Shylock, Nathan und Tevje
Der Mann mit der qualmenden Kippe im Mund ist im Begriff, eine »€-Bombe« mit glimmender Zündschnur auf eine regenbogenbunte Scheibe zu schleudern, unter der wir uns wohl die Erde vorstellen sollen. Mit de m Spruch »Die Gier nach Geld zerstört die Welt« hat der signierende »Rick« sein arg kapitalismuskritisches Graffiti an der EZB-Mauer überschrieben und den Bombenwerfer mit einer Hakennase ausgestattet, die seine Rücksichtslosigkeit eindeutig ethnisch verortet. Das Bild gehört zum Epilog der Ausstellung »Juden. Geld« im Jüdischen Museum, die das immer wieder instrumentalisierte Klischee vom »reichen Juden« und dessen augenscheinlich noch lange nicht beendete Wirkungsgeschichte verfolgt.
Indem der Ausstellungstitel das Bindewort »und« unterschlägt, macht er das antisemitische Vorurteil umso präsenter. Mit der mehrdeutigen Unterzeile »Eine Vorstellung« wird nicht nur die Konjunktion von Juden »und« Geld als ein primär gedankliches Konstrukt betont.

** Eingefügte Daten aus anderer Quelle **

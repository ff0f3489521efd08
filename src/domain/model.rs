use chrono::{DateTime, Utc};
use serde::{Deserialize, Serialize};
use std::collections::{BTreeMap, HashSet};

/// Verdict for a single address.
///
/// Built with every check false and advanced one stage at a time through
/// the `with_*` methods, each returning a new value.
#[derive(Debug, Clone, PartialEq, Eq, Serialize, Deserialize)]
pub struct Verification {
    pub email: String,
    #[serde(rename = "syntax")]
    pub syntax_valid: bool,
    pub disposable: bool,
    #[serde(rename = "mxRecord")]
    pub has_mx_record: bool,
    #[serde(rename = "smtp")]
    pub mailbox_verified: bool,
    pub verified: bool,
}

impl Verification {
    pub fn new(email: impl Into<String>) -> Self {
        Self {
            email: email.into(),
            syntax_valid: false,
            disposable: false,
            has_mx_record: false,
            mailbox_verified: false,
            verified: false,
        }
    }

    pub fn with_syntax(self, syntax_valid: bool) -> Self {
        Self {
            syntax_valid,
            ..self
        }
    }

    pub fn with_disposable(self, disposable: bool) -> Self {
        Self { disposable, ..self }
    }

    pub fn with_mx_record(self, has_mx_record: bool) -> Self {
        Self {
            has_mx_record,
            ..self
        }
    }

    /// 信箱探測是最後一關，通過即代表整體驗證通過
    pub fn with_mailbox(self, mailbox_verified: bool) -> Self {
        Self {
            mailbox_verified,
            verified: mailbox_verified,
            ..self
        }
    }
}

/// A stored verdict. `expires_at` is epoch seconds and is persisted as `ttl`
/// so stores with native TTL support can expire it on their own.
#[derive(Debug, Clone, PartialEq, Eq, Serialize, Deserialize)]
pub struct CacheEntry {
    pub email: String,
    pub verification: Verification,
    #[serde(rename = "ttl")]
    pub expires_at: i64,
}

impl CacheEntry {
    pub fn is_live_at(&self, now: DateTime<Utc>) -> bool {
        now.timestamp() < self.expires_at
    }
}

#[derive(Debug, Clone, Copy, PartialEq, Eq)]
pub enum SnapshotSource {
    Remote,
    Fallback,
}

#[derive(Debug, Clone)]
pub struct BlocklistSnapshot {
    pub domains: HashSet<String>,
    pub fetched_at: DateTime<Utc>,
    pub source: SnapshotSource,
}

impl BlocklistSnapshot {
    pub fn contains(&self, domain: &str) -> bool {
        self.domains.contains(domain)
    }

    pub fn len(&self) -> usize {
        self.domains.len()
    }

    pub fn is_empty(&self) -> bool {
        self.domains.is_empty()
    }
}

#[derive(Debug, Clone, PartialEq, Eq, PartialOrd, Ord)]
pub struct MxRecord {
    pub preference: u16,
    pub exchange: String,
}

impl MxRecord {
    pub fn new(preference: u16, exchange: impl Into<String>) -> Self {
        Self {
            preference,
            exchange: exchange.into(),
        }
    }
}

/// What the pipeline hands back to the request boundary.
#[derive(Debug, Clone, PartialEq, Eq)]
pub struct VerificationOutcome {
    pub verification: Verification,
    pub cached: bool,
}

#[derive(Debug, Clone, Serialize, Deserialize)]
#[serde(rename_all = "camelCase")]
pub struct HttpResponse {
    pub status_code: u16,
    pub headers: BTreeMap<String, String>,
    pub body: String,
}
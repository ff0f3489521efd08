use crate::core::{BlocklistSnapshot, BlocklistSource, ConfigProvider, SnapshotSource};
use crate::utils::error::{Result, VerifierError};
use chrono::Utc;
use std::collections::HashSet;
use std::sync::{Arc, PoisonError, RwLock};
use std::time::Duration;

/// Process-wide set of disposable domains.
///
/// The active snapshot is swapped as a whole, so readers only ever see a
/// complete set. Two callers may both decide a refresh is due and both
/// fetch; the last one to finish wins.
pub struct BlocklistStore {
    source: Arc<dyn BlocklistSource>,
    url: String,
    refresh_interval: Duration,
    fallback: HashSet<String>,
    snapshot: RwLock<Option<Arc<BlocklistSnapshot>>>,
}

impl BlocklistStore {
    pub fn new(
        source: Arc<dyn BlocklistSource>,
        url: impl Into<String>,
        refresh_interval: Duration,
        fallback_domains: &[String],
    ) -> Self {
        Self {
            source,
            url: url.into(),
            refresh_interval,
            fallback: fallback_domains
                .iter()
                .map(|d| d.trim().to_lowercase())
                .filter(|d| !d.is_empty())
                .collect(),
            snapshot: RwLock::new(None),
        }
    }

    pub fn from_config<C: ConfigProvider + ?Sized>(
        source: Arc<dyn BlocklistSource>,
        config: &C,
    ) -> Self {
        Self::new(
            source,
            config.blocklist_url(),
            config.blocklist_refresh_interval(),
            config.fallback_domains(),
        )
    }

    pub fn snapshot(&self) -> Option<Arc<BlocklistSnapshot>> {
        self.snapshot
            .read()
            .unwrap_or_else(PoisonError::into_inner)
            .clone()
    }

    pub fn contains(&self, domain: &str) -> bool {
        self.snapshot()
            .is_some_and(|snapshot| snapshot.contains(domain))
    }

    /// Refreshes the snapshot if it is missing or older than the refresh
    /// interval, and returns whichever snapshot is active afterwards.
    ///
    /// A failed fetch still installs a (fallback-only) snapshot stamped now,
    /// so the next attempt waits a full interval.
    pub async fn ensure_fresh(&self) -> Arc<BlocklistSnapshot> {
        if let Some(current) = self.snapshot() {
            if !self.is_stale(&current) {
                return current;
            }
        }

        let next = match self.fetch_domains().await {
            Ok(fetched) => {
                let mut domains = fetched;
                domains.extend(self.fallback.iter().cloned());

                let sample: Vec<&str> = domains.iter().take(5).map(String::as_str).collect();
                tracing::info!("✅ Updated blocklist with {} domains", domains.len());
                tracing::debug!("Sample blocked domains: {:?}", sample);

                BlocklistSnapshot {
                    domains,
                    fetched_at: Utc::now(),
                    source: SnapshotSource::Remote,
                }
            }
            Err(e) => {
                tracing::warn!("❌ Failed to update blocklist: {}", e);
                tracing::info!(
                    "Using fallback blocklist ({} domains)",
                    self.fallback.len()
                );
                self.fallback_snapshot()
            }
        };

        let next = Arc::new(next);
        self.replace(Arc::clone(&next));
        next
    }

    fn is_stale(&self, snapshot: &BlocklistSnapshot) -> bool {
        // 時鐘倒退時視為仍然新鮮
        match Utc::now().signed_duration_since(snapshot.fetched_at).to_std() {
            Ok(age) => age >= self.refresh_interval,
            Err(_) => false,
        }
    }

    async fn fetch_domains(&self) -> Result<HashSet<String>> {
        tracing::info!("Fetching disposable email blocklist from {}", self.url);
        let body = self.source.fetch(&self.url).await?;

        let domains = parse_blocklist(&body);
        if domains.is_empty() {
            return Err(VerifierError::BlocklistError {
                message: "response body contained no domains".to_string(),
            });
        }
        Ok(domains)
    }

    fn fallback_snapshot(&self) -> BlocklistSnapshot {
        BlocklistSnapshot {
            domains: self.fallback.clone(),
            fetched_at: Utc::now(),
            source: SnapshotSource::Fallback,
        }
    }

    fn replace(&self, next: Arc<BlocklistSnapshot>) {
        *self
            .snapshot
            .write()
            .unwrap_or_else(PoisonError::into_inner) = Some(next);
    }
}

/// One domain per line; blank lines and `#` comments are skipped.
pub fn parse_blocklist(body: &str) -> HashSet<String> {
    body.lines()
        .map(|line| line.trim().to_lowercase())
        .filter(|line| !line.is_empty() && !line.starts_with('#'))
        .collect()
}
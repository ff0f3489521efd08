use crate::core::{MailExchangeResolver, MxRecord};
use crate::utils::error::{Result, VerifierError};
use async_trait::async_trait;
use trust_dns_resolver::TokioAsyncResolver;

/// MX lookups through the system resolver configuration (`/etc/resolv.conf`).
pub struct SystemMxResolver {
    resolver: TokioAsyncResolver,
}

impl SystemMxResolver {
    pub fn from_system_conf() -> Result<Self> {
        let resolver = TokioAsyncResolver::tokio_from_system_conf().map_err(|e| {
            VerifierError::ConfigError {
                message: format!("resolver initialization failed: {}", e),
            }
        })?;
        Ok(Self { resolver })
    }
}

#[async_trait]
impl MailExchangeResolver for SystemMxResolver {
    async fn resolve_mail_exchange(&self, domain: &str) -> Result<Vec<MxRecord>> {
        let lookup = self
            .resolver
            .mx_lookup(domain)
            .await
            .map_err(|e| VerifierError::DnsError {
                message: e.to_string(),
            })?;

        let mut records: Vec<MxRecord> = lookup
            .iter()
            .map(|mx| MxRecord::new(mx.preference(), normalize_exchange(&mx.exchange().to_utf8())))
            .collect();
        records.sort();
        records.dedup();
        Ok(records)
    }
}

pub(crate) fn normalize_exchange(exchange: &str) -> String {
    exchange.trim_end_matches('.').to_ascii_lowercase()
}
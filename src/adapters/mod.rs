// Adapters layer: concrete implementations for external systems (storage, http, dns, mailbox).
// AWS-backed adapters live in config::lambda next to the Lambda configuration.

pub mod dns;
pub mod http;
pub mod probe;
pub mod storage;
#[cfg(feature = "lambda")]
use aws_config::BehaviorVersion;
#[cfg(feature = "lambda")]
use aws_sdk_dynamodb::config::Region;
#[cfg(feature = "lambda")]
use email_verifier::adapters::dns::SystemMxResolver;
#[cfg(feature = "lambda")]
use email_verifier::adapters::http::{HttpBlocklistSource, DEFAULT_FETCH_TIMEOUT};
#[cfg(feature = "lambda")]
use email_verifier::config::lambda::{DynamoDbStore, LambdaConfig, SesMailboxProbe};
#[cfg(feature = "lambda")]
use email_verifier::utils::{logger, validation::Validate};
#[cfg(feature = "lambda")]
use email_verifier::{HttpResponse, RequestHandler, VerificationPipeline, Verifier};
#[cfg(feature = "lambda")]
use lambda_runtime::{run, service_fn, Error, LambdaEvent};
#[cfg(feature = "lambda")]
use serde::Deserialize;
#[cfg(feature = "lambda")]
use std::sync::Arc;

/// API Gateway proxy event; only the body is used.
#[cfg(feature = "lambda")]
#[derive(Deserialize)]
#[serde(rename_all = "camelCase")]
pub struct Request {
    #[serde(default)]
    pub body: Option<String>,
}

#[cfg(feature = "lambda")]
async fn function_handler<V: Verifier>(
    handler: &RequestHandler<V>,
    event: LambdaEvent<Request>,
) -> Result<HttpResponse, Error> {
    tracing::info!("Handling verification request {}", event.context.request_id);
    Ok(handler.handle(event.payload.body.as_deref()).await)
}

#[cfg(feature = "lambda")]
#[tokio::main]
async fn main() -> Result<(), Error> {
    logger::init_lambda_logger();

    let lambda_config = LambdaConfig::from_env()?;
    lambda_config.validate()?;

    // 創建AWS配置與客戶端
    let mut loader = aws_config::defaults(BehaviorVersion::latest());
    if let Some(region) = &lambda_config.region {
        loader = loader.region(Region::new(region.clone()));
    }
    let aws = loader.load().await;
    let dynamodb = aws_sdk_dynamodb::Client::new(&aws);
    let ses = aws_sdk_ses::Client::new(&aws);

    // 管道在冷啟動時建立一次，封鎖名單快照跨呼叫共用
    let pipeline = VerificationPipeline::from_config(
        &lambda_config,
        Arc::new(DynamoDbStore::new(
            dynamodb,
            lambda_config.dynamodb_table.clone(),
        )),
        Arc::new(HttpBlocklistSource::new(DEFAULT_FETCH_TIMEOUT)?),
        Arc::new(SystemMxResolver::from_system_conf()?),
        Arc::new(SesMailboxProbe::new(ses)),
    );
    let handler = RequestHandler::new(pipeline);
    let handler = &handler;

    run(service_fn(move |event: LambdaEvent<Request>| async move {
        function_handler(handler, event).await
    }))
    .await
}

Sie gilt auch dem originellen theatralischen Konzept dieser in zirka zehn Szenen aufgebauten Schau, die – was für eine phantastische Idee! – mit den so konträr besetzten Figuren des Shylock aus Shakespeares »Kaufmann in Venedig« und des weisen Nathan aus dem gleichnamigen Lessing-Stück anhebt, waren doch beide vor allem eines: nämlich reich! Aber die auf den Bühnen so unterschiedlich inszenierten und besetzten Rollen weisen eine tiefe Geistesverwandtschaft aus, die Christoph Pütthoff vom Schauspiel Frankfurt in einer Videoeinspielung optisch vermittelt.

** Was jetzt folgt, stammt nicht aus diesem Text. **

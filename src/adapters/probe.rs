use crate::core::MailboxVerifier;
use crate::utils::error::{Result, VerifierError};
use async_trait::async_trait;

/// Stand-in for environments without a mailbox-verification provider.
/// Every attempt fails, so `smtp` and `verified` stay false.
#[derive(Debug, Clone, Copy, Default)]
pub struct DisabledProbe;

#[async_trait]
impl MailboxVerifier for DisabledProbe {
    async fn attempt(&self, _email: &str) -> Result<()> {
        Err(VerifierError::MailboxError {
            message: "no mailbox verification provider configured".to_string(),
        })
    }
}
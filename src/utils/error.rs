use thiserror::Error;

#[derive(Error, Debug)]
pub enum VerifierError {
    #[error("HTTP request failed: {0}")]
    HttpError(#[from] reqwest::Error),

    #[error("IO error: {0}")]
    IoError(#[from] std::io::Error),

    #[error("Serialization error: {0}")]
    SerializationError(#[from] serde_json::Error),

    #[error("TOML parsing error: {0}")]
    TomlError(#[from] toml::de::Error),

    #[error("Configuration error: {message}")]
    ConfigError { message: String },

    #[error("Missing required configuration: {field}")]
    MissingConfigError { field: String },

    #[error("Invalid configuration value for {field} ({value}): {reason}")]
    InvalidConfigValueError {
        field: String,
        value: String,
        reason: String,
    },

    #[error("Email is required")]
    MissingEmail,

    #[error("Invalid request body: {message}")]
    InvalidRequest { message: String },

    #[error("Blocklist fetch failed: {message}")]
    BlocklistError { message: String },

    #[error("DNS lookup failed: {message}")]
    DnsError { message: String },

    #[error("Cache store error: {message}")]
    StoreError { message: String },

    #[error("Mailbox verification failed: {message}")]
    MailboxError { message: String },

    #[error("Internal error: {message}")]
    InternalError { message: String },
}

impl VerifierError {
    /// 呼叫端輸入錯誤 (400)，其餘一律視為伺服器錯誤 (500)
    pub fn is_client_error(&self) -> bool {
        matches!(self, Self::MissingEmail | Self::InvalidRequest { .. })
    }

    pub fn status_code(&self) -> u16 {
        if self.is_client_error() {
            400
        } else {
            500
        }
    }
}

pub type Result<T> = std::result::Result<T, VerifierError>;
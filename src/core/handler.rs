use crate::core::{HttpResponse, Verifier};
use crate::utils::error::{Result, VerifierError};
use serde_json::{json, Value};
use std::collections::BTreeMap;

const EMAIL_REQUIRED: &str = "Email is required";
const INVALID_BODY: &str = "Invalid request body";
const INTERNAL_ERROR: &str = "Internal server error";

/// Request/response boundary around a [`Verifier`].
///
/// Every outcome becomes a response: client input problems are 400s, any
/// other failure is a 500 with no internal detail in the body.
pub struct RequestHandler<V: Verifier> {
    verifier: V,
}

impl<V: Verifier> RequestHandler<V> {
    pub fn new(verifier: V) -> Self {
        Self { verifier }
    }

    pub fn verifier(&self) -> &V {
        &self.verifier
    }

    pub async fn handle(&self, body: Option<&str>) -> HttpResponse {
        match self.process(body).await {
            Ok(response) => response,
            Err(e) if e.is_client_error() => {
                tracing::warn!("Rejected request: {}", e);
                let message = match &e {
                    VerifierError::MissingEmail => EMAIL_REQUIRED,
                    _ => INVALID_BODY,
                };
                error_response(e.status_code(), message)
            }
            Err(e) => {
                tracing::error!("Verification failed: {}", e);
                error_response(500, INTERNAL_ERROR)
            }
        }
    }

    async fn process(&self, body: Option<&str>) -> Result<HttpResponse> {
        let email = parse_email(body)?;
        let outcome = self.verifier.verify(&email).await?;

        let result = serde_json::to_value(&outcome.verification)?;
        let payload = if outcome.cached {
            json!({ "cached": true, "result": result })
        } else {
            json!({ "result": result })
        };
        Ok(json_response(200, &payload))
    }
}

/// Pulls the required `email` field out of a JSON request body.
pub fn parse_email(body: Option<&str>) -> Result<String> {
    let raw = match body.map(str::trim) {
        Some(raw) if !raw.is_empty() => raw,
        _ => return Err(VerifierError::MissingEmail),
    };

    let payload: Value = serde_json::from_str(raw).map_err(|e| VerifierError::InvalidRequest {
        message: e.to_string(),
    })?;
    let object = payload
        .as_object()
        .ok_or_else(|| VerifierError::InvalidRequest {
            message: "expected a JSON object".to_string(),
        })?;

    match object.get("email") {
        None | Some(Value::Null) => Err(VerifierError::MissingEmail),
        Some(Value::String(email)) if email.is_empty() => Err(VerifierError::MissingEmail),
        Some(Value::String(email)) => Ok(email.clone()),
        Some(_) => Err(VerifierError::InvalidRequest {
            message: "email must be a string".to_string(),
        }),
    }
}

pub fn cors_headers() -> BTreeMap<String, String> {
    BTreeMap::from([
        ("Access-Control-Allow-Origin".to_string(), "*".to_string()),
        (
            "Access-Control-Allow-Credentials".to_string(),
            "true".to_string(),
        ),
        ("Content-Type".to_string(), "application/json".to_string()),
    ])
}

fn json_response(status_code: u16, payload: &Value) -> HttpResponse {
    HttpResponse {
        status_code,
        headers: cors_headers(),
        body: payload.to_string(),
    }
}

fn error_response(status_code: u16, message: &str) -> HttpResponse {
    json_response(status_code, &json!({ "error": message }))
}

#[cfg(test)]
mod tests {
    use super::*;
    use crate::core::{Verification, VerificationOutcome};
    use async_trait::async_trait;

    struct FixedVerifier {
        cached: bool,
    }

    #[async_trait]
    impl Verifier for FixedVerifier {
        async fn verify(&self, email: &str) -> Result<VerificationOutcome> {
            Ok(VerificationOutcome {
                verification: Verification::new(email).with_syntax(true),
                cached: self.cached,
            })
        }
    }

    struct FailingVerifier;

    #[async_trait]
    impl Verifier for FailingVerifier {
        async fn verify(&self, _email: &str) -> Result<VerificationOutcome> {
            Err(VerifierError::InternalError {
                message: "secret table name leaked".to_string(),
            })
        }
    }

    fn body_json(response: &HttpResponse) -> Value {
        serde_json::from_str(&response.body).unwrap()
    }

    #[test]
    fn test_parse_email() {
        assert_eq!(
            parse_email(Some(r#"{"email":"a@example.com"}"#)).unwrap(),
            "a@example.com"
        );
        assert!(matches!(parse_email(None), Err(VerifierError::MissingEmail)));
        assert!(matches!(parse_email(Some("  ")), Err(VerifierError::MissingEmail)));
        assert!(matches!(parse_email(Some("{}")), Err(VerifierError::MissingEmail)));
        assert!(matches!(
            parse_email(Some(r#"{"email":null}"#)),
            Err(VerifierError::MissingEmail)
        ));
        assert!(matches!(
            parse_email(Some(r#"{"email":""}"#)),
            Err(VerifierError::MissingEmail)
        ));
        assert!(matches!(
            parse_email(Some("{not json")),
            Err(VerifierError::InvalidRequest { .. })
        ));
        assert!(matches!(
            parse_email(Some(r#"["a@example.com"]"#)),
            Err(VerifierError::InvalidRequest { .. })
        ));
        assert!(matches!(
            parse_email(Some(r#"{"email":42}"#)),
            Err(VerifierError::InvalidRequest { .. })
        ));
    }

    #[tokio::test]
    async fn test_missing_email_is_bad_request() {
        let handler = RequestHandler::new(FixedVerifier { cached: false });

        let response = handler.handle(Some("{}")).await;

        assert_eq!(response.status_code, 400);
        assert_eq!(body_json(&response), json!({ "error": "Email is required" }));
    }

    #[tokio::test]
    async fn test_empty_body_is_bad_request() {
        let handler = RequestHandler::new(FixedVerifier { cached: false });

        let response = handler.handle(None).await;

        assert_eq!(response.status_code, 400);
        assert_eq!(body_json(&response)["error"], "Email is required");
    }

    #[tokio::test]
    async fn test_malformed_json_is_bad_request() {
        let handler = RequestHandler::new(FixedVerifier { cached: false });

        let response = handler.handle(Some("{\"email\": ")).await;

        assert_eq!(response.status_code, 400);
        assert_eq!(body_json(&response)["error"], "Invalid request body");
    }

    #[tokio::test]
    async fn test_fresh_result_has_no_cached_flag() {
        let handler = RequestHandler::new(FixedVerifier { cached: false });

        let response = handler.handle(Some(r#"{"email":"a@example.com"}"#)).await;

        assert_eq!(response.status_code, 200);
        let body = body_json(&response);
        assert!(body.get("cached").is_none());
        assert_eq!(body["result"]["email"], "a@example.com");
        assert_eq!(body["result"]["syntax"], true);
        assert_eq!(body["result"]["mxRecord"], false);
    }

    #[tokio::test]
    async fn test_cached_result_is_flagged() {
        let handler = RequestHandler::new(FixedVerifier { cached: true });

        let response = handler.handle(Some(r#"{"email":"a@example.com"}"#)).await;

        assert_eq!(response.status_code, 200);
        assert_eq!(body_json(&response)["cached"], true);
    }

    #[tokio::test]
    async fn test_unexpected_failure_hides_details() {
        let handler = RequestHandler::new(FailingVerifier);

        let response = handler.handle(Some(r#"{"email":"a@example.com"}"#)).await;

        assert_eq!(response.status_code, 500);
        assert_eq!(body_json(&response), json!({ "error": "Internal server error" }));
        assert!(!response.body.contains("secret"));
    }

    #[tokio::test]
    async fn test_every_response_carries_cors_headers() {
        let handler = RequestHandler::new(FailingVerifier);

        for body in [None, Some(r#"{"email":"a@example.com"}"#)] {
            let response = handler.handle(body).await;
            assert_eq!(
                response.headers.get("Access-Control-Allow-Origin").map(String::as_str),
                Some("*")
            );
            assert_eq!(
                response
                    .headers
                    .get("Access-Control-Allow-Credentials")
                    .map(String::as_str),
                Some("true")
            );
        }
    }
}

Die nächsten Etappen gehen der Entstehung des Vorurteils im Mittelalter aus dem Gegensatz zum Christentum nach, der sich wirtschaftlich (über Berufsverbote), aber auch in den Lehren manifestierte, bleibt dem sündigen Zins nehmenden Juden doch die gefürchtete Pein der Hölle erspart. Es folgt ein Streifzug durch die Jahrhunderte, auf dem wir Jud Süss, den Rothschilds, aber auch dem Milchmann Tevje (»If I Were a Rich Man«) aus »Fiddler on the Roof« begegnen, bevor er über die Hetzparolen der Nazizeit und die sich darin spiegelnden Bestrafungsriten in den KZs in die Gegenwart schwenkt.